There comes a time to stop throwing good money after bad and simply walk away. And that’s exactly what Target Corp (NYSE:TGT) is doing in its decision to leave Canada. But while Target is walking away from Canada, dividend investors shouldn’t walk away from Target stock. After a rough couple of years, Target finally seems to have righted the ship. And I expect Target’s dividend growth — which already put it in elite company among large-cap stocks — to accelerate as a result.
After losing about $2 billion in its Canadian operations — and coming to the realization that they wouldn’t be profitable until 2021 at the earliest — Target CEO Brian Cornell made the announcement on Thursday.
Adding to the good news, Target announced that same-store sales for the fourth quarter would be up about 3% rather than the prior guidance of about 2%. Target’s stores are seeing good foot traffic, and its revamped web presence is getting good results.
Target has finally shaken off the pall that the 2013 data breach cast over the company. Shoppers are comfortable swiping their credit cards at Target stores again… or at least no more worried at Target that they would be at any other store.
Let’s talk dividends. Target stock’s current dividend yield, at 2.5% may not catch your attention on its own. But Target has been growing its dividend at a 20% annual clip for over a decade. And I’m not using dated data here; Target’s dividend growth has actually accelerated in just the past five years. A time, by the way, in which most retailers have really struggled.
Target Dividend Growth
Now let’s take a look at one of my favorite metrics for dividend stocks: yield on cost. This is the current annual dividend divided by your original cost basis, or the effective dividend yield you would be enjoying today on your original investment.
Had you bought Target stock three years ago and held it until today, you’d be enjoying a yield on cost of 4.7%. Had you bought it five years ago, you’d be enjoying a yield on cost 7.51% – about in line with a risky leveraged bond fund. And if you had bought Target 10 years ago, you’d be enjoying an almost too-good-to-be-true 15.61% yield on cost.
Do I expect the next ten years to look like the last? Maybe, maybe not. The picture gets murkier the further out into the future you look. But I feel pretty comfortable assuming that Target can maintain 20% dividend growth for at least another 3-5 years. And it’s worth noting that Target has raised its dividend every year for 47 consecutive years. This is a company that takes its obligation to its shareholders seriously.

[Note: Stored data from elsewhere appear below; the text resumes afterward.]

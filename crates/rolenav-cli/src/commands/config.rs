// Rolenav
// Copyright (C) 2025 Synerthink

// This program is free software: you can redistribute it and/or modify
// it under the terms of the GNU Affero General Public License as published by
// the Free Software Foundation, either version 3 of the License, or
// (at your option) any later version.

// This program is distributed in the hope that it will be useful,
// but WITHOUT ANY WARRANTY; without even the implied warranty of
// MERCHANTABILITY or FITNESS FOR A PARTICULAR PURPOSE.  See the
// GNU Affero General Public License for more details.

// You should have received a copy of the GNU Affero General Public License
// along with this program.  If not, see <http://www.gnu.org/licenses/>.

use crate::ConfigCommands;
use crate::config::RolenavConfig;
use anyhow::Result;
use std::path::Path;

pub fn handle_config_command(config: &RolenavConfig, command: ConfigCommands) -> Result<()> {
    match command {
        ConfigCommands::Show => show_config(config),
        ConfigCommands::Init { path } => init_config(config, &path),
    }
}

fn show_config(config: &RolenavConfig) -> Result<()> {
    println!("{}", toml::to_string_pretty(config)?);
    Ok(())
}

fn init_config(config: &RolenavConfig, path: &Path) -> Result<()> {
    if path.exists() {
        anyhow::bail!("{} already exists", path.display());
    }
    config.save_to_file(path)?;
    println!("Wrote configuration to {}", path.display());
    Ok(())
}
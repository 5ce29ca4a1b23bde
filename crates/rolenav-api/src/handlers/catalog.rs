// Rolenav
// Copyright (C) 2025 Synerthink

// This program is free software: you can redistribute it and/or modify
// it under the terms of the GNU Affero General Public License as published by
// the Free Software Foundation, either version 3 of the License, or
// (at your option) any later version.

// This program is distributed in the hope that it will be useful,
// but WITHOUT ANY WARRANTY; without even the implied warranty of
// MERCHANTABILITY or FITNESS FOR A PARTICULAR PURPOSE.  See the
// GNU Affero General Public License for more details.

// You should have received a copy of the GNU Affero General Public License
// along with this program.  If not, see <http://www.gnu.org/licenses/>.

//! Catalog handler

use crate::error::ApiResult;
use crate::state::AppState;
use http_body_util::Full;
use hyper::{Response, StatusCode, body::Bytes};

/// Serve the catalog artifact the server was started with
/// GET /catalog
pub async fn get_catalog(state: &AppState) -> ApiResult<Response<Full<Bytes>>> {
    let json = state.catalog.to_json_pretty()?;

    Ok(Response::builder()
        .status(StatusCode::OK)
        .header("content-type", "application/json")
        .body(Full::new(Bytes::from(json)))?)
}
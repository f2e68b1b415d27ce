use std::{path::Path, time::Duration};

use thiserror::Error;

use super::watcher::WatcherState;

pub type Result<T> = std::result::Result<T, Error>;

#[derive(Debug, Error)]
pub enum Error {
	#[error("failed to create plugin notification source: {0}")]
	CreateSource(#[source] notify::Error),
	#[error("failed to watch plugin directory <path='{}'>: {source}", .path.display())]
	Watch {
		path: Box<Path>,
		#[source]
		source: notify::Error,
	},
	#[error("failed to release plugin notification source: {0}")]
	CloseSource(#[source] notify::Error),
	#[error("timeout on stopping watcher after {0:?}")]
	StopTimeout(Duration),
	#[error("can't {action} a plugin watcher in state {state:?}")]
	InvalidState {
		action: &'static str,
		state: WatcherState,
	},

	#[error(transparent)]
	FileIO(#[from] FileIOError),
}

/// I/O error on a plugin directory path, with what the watcher was doing at the time
#[derive(Debug, Error)]
#[error("file I/O error ({context}): {source}; path: '{}'", .path.display())]
pub struct FileIOError {
	pub path: Box<Path>,
	pub context: &'static str,
	#[source]
	pub source: std::io::Error,
}

impl FileIOError {
	pub fn new(path: impl AsRef<Path>, source: std::io::Error, context: &'static str) -> Self {
		Self {
			path: path.as_ref().into(),
			context,
			source,
		}
	}
}
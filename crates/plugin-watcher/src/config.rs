use std::{
	path::{Path, PathBuf},
	time::Duration,
};

use serde::{Deserialize, Serialize};

/// Directory name kubelet keeps under its plugin registry for its own bookkeeping, it is never a plugin
pub const DEFAULT_IGNORED_NAME: &str = "kubernetes.io";

/// How long [`crate::PluginWatcher::stop`] waits for in-flight handlers before giving up
pub const DEFAULT_STOP_TIMEOUT: Duration = Duration::from_secs(11);

#[derive(Debug, Clone, PartialEq, Eq, Serialize, Deserialize)]
pub struct WatcherConfig {
	/// Directory whose immediate subdirectories are the watched entries
	pub path: PathBuf,
	/// Entry name excluded from both the initial scan and live events
	#[serde(default = "default_ignored_name")]
	pub ignored_name: String,
	#[serde(default = "default_stop_timeout")]
	pub stop_timeout: Duration,
}

fn default_ignored_name() -> String {
	DEFAULT_IGNORED_NAME.to_string()
}

const fn default_stop_timeout() -> Duration {
	DEFAULT_STOP_TIMEOUT
}

impl WatcherConfig {
	pub fn new(path: impl Into<PathBuf>) -> Self {
		Self {
			path: path.into(),
			ignored_name: default_ignored_name(),
			stop_timeout: DEFAULT_STOP_TIMEOUT,
		}
	}

	#[must_use]
	pub fn with_ignored_name(mut self, ignored_name: impl Into<String>) -> Self {
		self.ignored_name = ignored_name.into();
		self
	}

	#[must_use]
	pub const fn with_stop_timeout(mut self, stop_timeout: Duration) -> Self {
		self.stop_timeout = stop_timeout;
		self
	}

	pub fn path(&self) -> &Path {
		&self.path
	}
}

#[cfg(test)]
#[allow(clippy::unwrap_used)]
mod tests {
	use super::*;

	#[test]
	fn new_uses_kubelet_defaults() {
		let config = WatcherConfig::new("/var/lib/kubelet/plugins");

		assert_eq!(config.path(), Path::new("/var/lib/kubelet/plugins"));
		assert_eq!(config.ignored_name, "kubernetes.io");
		assert_eq!(config.stop_timeout, Duration::from_secs(11));
	}

	#[test]
	fn builders_override_defaults() {
		let config = WatcherConfig::new("/plugins")
			.with_ignored_name("reserved")
			.with_stop_timeout(Duration::from_millis(250));

		assert_eq!(config.ignored_name, "reserved");
		assert_eq!(config.stop_timeout, Duration::from_millis(250));
	}

	#[test]
	fn deserialize_fills_missing_fields() {
		let config: WatcherConfig = serde_json::from_str(r#"{ "path": "/plugins" }"#).unwrap();

		assert_eq!(config, WatcherConfig::new("/plugins"));
	}

	#[test]
	fn deserialize_keeps_explicit_fields() {
		let config: WatcherConfig = serde_json::from_str(
			r#"{
				"path": "/plugins",
				"ignored_name": "reserved",
				"stop_timeout": { "secs": 2, "nanos": 0 }
			}"#,
		)
		.unwrap();

		assert_eq!(config.ignored_name, "reserved");
		assert_eq!(config.stop_timeout, Duration::from_secs(2));
	}
}
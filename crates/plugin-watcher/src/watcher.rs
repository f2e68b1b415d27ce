use std::{any::Any, fmt, panic::AssertUnwindSafe, path::PathBuf, pin::pin, sync::Arc};

use async_channel as chan;
use futures::{FutureExt, StreamExt};
use futures_concurrency::stream::Merge;
use notify::{event::CreateKind, Event, EventKind};
use tokio::{fs, time::timeout};
use tokio_util::task::TaskTracker;
use tracing::{debug, error, info, instrument, trace, warn, Instrument};

use super::{
	config::WatcherConfig,
	error::{Error, FileIOError, Result},
	event::{classify, PluginEvent},
	handler::PluginHandler,
	source::{EventSink, NotificationSource, NotifySource},
};

type SourceFactory<S> = Box<dyn FnOnce(EventSink) -> Result<S> + Send>;

/// Lifecycle of a [`PluginWatcher`], it only ever moves forward
#[derive(Debug, Clone, Copy, PartialEq, Eq)]
pub enum WatcherState {
	Created,
	Started,
	Stopping,
	Stopped,
	/// In-flight handlers didn't finish in time, the notification source is still held
	StopTimedOut,
}

pub struct PluginWatcher<S: NotificationSource = NotifySource> {
	config: WatcherConfig,
	handler: Arc<dyn PluginHandler>,
	source_factory: Option<SourceFactory<S>>,
	source: Option<S>,
	stop_tx: Option<chan::Sender<()>>,
	tracker: TaskTracker,
	state: WatcherState,
}

impl PluginWatcher<NotifySource> {
	pub fn new(config: WatcherConfig, handler: impl PluginHandler) -> Self {
		Self::with_source(config, handler, NotifySource::new)
	}
}

impl<S: NotificationSource> PluginWatcher<S> {
	/// Builds a watcher over a custom [`NotificationSource`], created during [`PluginWatcher::start`]
	/// with the sink it must deliver its events to
	pub fn with_source(
		config: WatcherConfig,
		handler: impl PluginHandler,
		source_factory: impl FnOnce(EventSink) -> Result<S> + Send + 'static,
	) -> Self {
		Self {
			config,
			handler: Arc::new(handler),
			source_factory: Some(Box::new(source_factory)),
			source: None,
			stop_tx: None,
			tracker: TaskTracker::new(),
			state: WatcherState::Created,
		}
	}

	pub const fn state(&self) -> WatcherState {
		self.state
	}

	pub const fn config(&self) -> &WatcherConfig {
		&self.config
	}

	/// Tracked tasks not finished yet: handler invocations, initial scan injections and the event
	/// loop itself while it runs
	pub fn in_flight(&self) -> usize {
		self.tracker.len()
	}

	#[instrument(skip(self), fields(path = %self.config.path.display()))]
	pub async fn start(&mut self) -> Result<()> {
		let (WatcherState::Created, Some(source_factory)) = (self.state, self.source_factory.take())
		else {
			return Err(Error::InvalidState {
				action: "start",
				state: self.state,
			});
		};

		let (sink, events_rx, errors_rx) = EventSink::new();

		let mut source = source_factory(sink.clone()).inspect_err(|_| {
			self.state = WatcherState::Stopped;
		})?;

		let (stop_tx, stop_rx) = chan::bounded(1);
		self.stop_tx = Some(stop_tx);

		// The loop must be consuming before the path is watched, anything already on disk is
		// covered by the initial scan
		self.tracker.spawn(
			handle_watch_events(
				events_rx,
				errors_rx,
				stop_rx,
				Arc::clone(&self.handler),
				self.config.ignored_name.clone(),
				self.tracker.clone(),
			)
			.in_current_span(),
		);

		let res = match self.replay_existing_entries(&sink).await {
			Ok(()) => source.watch(&self.config.path),
			Err(e) => Err(e),
		};

		if let Err(e) = res {
			self.signal_stop();
			self.tracker.close();
			self.state = WatcherState::Stopped;

			if let Err(close_err) = source.close() {
				error!(?close_err, "Failed to release notification source after failed start;");
			}

			return Err(e);
		}

		self.source = Some(source);
		self.state = WatcherState::Started;

		info!("Now watching plugin directory");

		Ok(())
	}

	/// Injects one synthetic creation per pre-existing entry, each on its own tracked task.
	///
	/// The whole listing is collected before anything is injected, so a failing listing injects
	/// nothing.
	async fn replay_existing_entries(&self, sink: &EventSink) -> Result<()> {
		let path = &self.config.path;

		let mut read_dir = fs::read_dir(path).await.map_err(|e| {
			FileIOError::new(path, e, "failed to list plugin directory")
		})?;

		let mut entries = vec![];

		while let Some(entry) = read_dir.next_entry().await.map_err(|e| {
			FileIOError::new(path, e, "failed to read plugin directory entry")
		})? {
			let entry_path = entry.path();

			let file_type = entry.file_type().await.map_err(|e| {
				FileIOError::new(&entry_path, e, "failed to get plugin entry file type")
			})?;

			if file_type.is_dir() && entry.file_name() != self.config.ignored_name.as_str() {
				entries.push(entry_path);
			}
		}

		debug!(count = entries.len(), "Replaying existing plugin entries;");

		for entry_path in entries {
			let sink = sink.clone();
			self.tracker.spawn(
				async move {
					sink.send_event(synthetic_create(entry_path)).await;
				}
				.in_current_span(),
			);
		}

		Ok(())
	}

	/// Stops dispatching new events, then waits for every tracked task before releasing the
	/// notification source.
	///
	/// If the wait exceeds [`WatcherConfig::stop_timeout`] this returns [`Error::StopTimeout`] and
	/// the source stays held, the watcher must then be considered unusable. Dropping this future
	/// while it waits has the same outcome as a timeout: the state ends in
	/// [`WatcherState::StopTimedOut`].
	#[instrument(skip(self), fields(path = %self.config.path.display()))]
	pub async fn stop(&mut self) -> Result<()> {
		if self.state != WatcherState::Started {
			return Err(Error::InvalidState {
				action: "stop",
				state: self.state,
			});
		}

		self.signal_stop();
		self.tracker.close();

		let drained = {
			let mut stopping = StoppingGuard::new(&mut self.state);
			let drained = timeout(self.config.stop_timeout, self.tracker.wait())
				.await
				.is_ok();
			stopping.finish(if drained {
				WatcherState::Stopped
			} else {
				WatcherState::StopTimedOut
			});
			drained
		};

		if !drained {
			warn!(
				in_flight = self.tracker.len(),
				"Timed out waiting for plugin handlers to finish;"
			);
			return Err(Error::StopTimeout(self.config.stop_timeout));
		}

		if let Some(source) = self.source.take() {
			source.close().inspect_err(|e| error!(?e, "Failed to stop plugin watcher;"))?;
		}

		info!("Plugin watcher stopped");

		Ok(())
	}

	fn signal_stop(&mut self) {
		if let Some(stop_tx) = self.stop_tx.take() {
			if stop_tx.try_send(()).is_err() {
				trace!("Plugin watcher event loop already gone;");
			}
			stop_tx.close();
		}
	}
}

/// Holds [`WatcherState::Stopping`] while `stop` drains, falling to
/// [`WatcherState::StopTimedOut`] if the drain is abandoned
struct StoppingGuard<'state> {
	state: &'state mut WatcherState,
}

impl<'state> StoppingGuard<'state> {
	fn new(state: &'state mut WatcherState) -> Self {
		*state = WatcherState::Stopping;
		Self { state }
	}

	fn finish(&mut self, state: WatcherState) {
		*self.state = state;
	}
}

impl Drop for StoppingGuard<'_> {
	fn drop(&mut self) {
		if *self.state == WatcherState::Stopping {
			warn!("Plugin watcher stop was cancelled while draining handlers;");
			*self.state = WatcherState::StopTimedOut;
		}
	}
}

impl<S: NotificationSource> Drop for PluginWatcher<S> {
	fn drop(&mut self) {
		// Don't leave the event loop running after its owner is gone
		self.signal_stop();
		self.tracker.close();
	}
}

impl<S: NotificationSource> fmt::Debug for PluginWatcher<S> {
	fn fmt(&self, f: &mut fmt::Formatter<'_>) -> fmt::Result {
		f.debug_struct("PluginWatcher")
			.field("config", &self.config)
			.field("state", &self.state)
			.field("tracker", &self.tracker)
			.finish_non_exhaustive()
	}
}

async fn handle_watch_events(
	events_rx: chan::Receiver<Event>,
	errors_rx: chan::Receiver<notify::Error>,
	stop_rx: chan::Receiver<()>,
	handler: Arc<dyn PluginHandler>,
	ignored_name: String,
	tracker: TaskTracker,
) {
	enum StreamMessage {
		NewEvent(Event),
		Error(notify::Error),
		Stop,
	}

	let mut msg_stream = pin!((
		events_rx.map(StreamMessage::NewEvent),
		errors_rx.map(StreamMessage::Error),
		stop_rx.map(|()| StreamMessage::Stop),
	)
		.merge());

	while let Some(msg) = msg_stream.next().await {
		match msg {
			StreamMessage::NewEvent(event) => {
				if let Some(plugin_event) = classify(&event, &ignored_name) {
					info!(?event, name = %plugin_event.name, "Handle event;");
					tracker.spawn(run_handler(Arc::clone(&handler), plugin_event).in_current_span());
				}
			}

			StreamMessage::Error(e) => error!(?e, "Plugin watcher received error;"),

			StreamMessage::Stop => {
				debug!("Stopping plugin watcher event loop");
				break;
			}
		}
	}
}

async fn run_handler(handler: Arc<dyn PluginHandler>, event: PluginEvent) {
	if let Err(panic) = AssertUnwindSafe(handler.handle(&event))
		.catch_unwind()
		.await
	{
		error!(
			name = %event.name,
			kind = ?event.kind,
			panic = panic_message(panic.as_ref()),
			"Plugin handler panicked;"
		);
	}
}

fn panic_message(panic: &(dyn Any + Send)) -> &str {
	panic
		.downcast_ref::<&str>()
		.copied()
		.or_else(|| panic.downcast_ref::<String>().map(String::as_str))
		.unwrap_or("<non string panic payload>")
}

fn synthetic_create(path: PathBuf) -> Event {
	Event::new(EventKind::Create(CreateKind::Folder)).add_path(path)
}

It’s also worth noting that Target rewards its shareholders in more ways than by simply paying a dividend. Target has also been aggressively buying back its shares. Over the past ten years, Target has repurchased nearly 40% of its shares.
Target’s dividend payout ratio is a little high at 76%. But with Target winding down its loss-making Canadian operations and with its domestic stores seeing signs of life, I expect Target to have a lot more cash available to keep its dividend streak alive and probably accelerate it.
Add shares of Target stock to your long-term income portfolio. Enjoy its current yield — which is very competitive in a world where the 10-year Treasury yields less than 2% — and enjoy what I expect to be many years of solid dividend growth.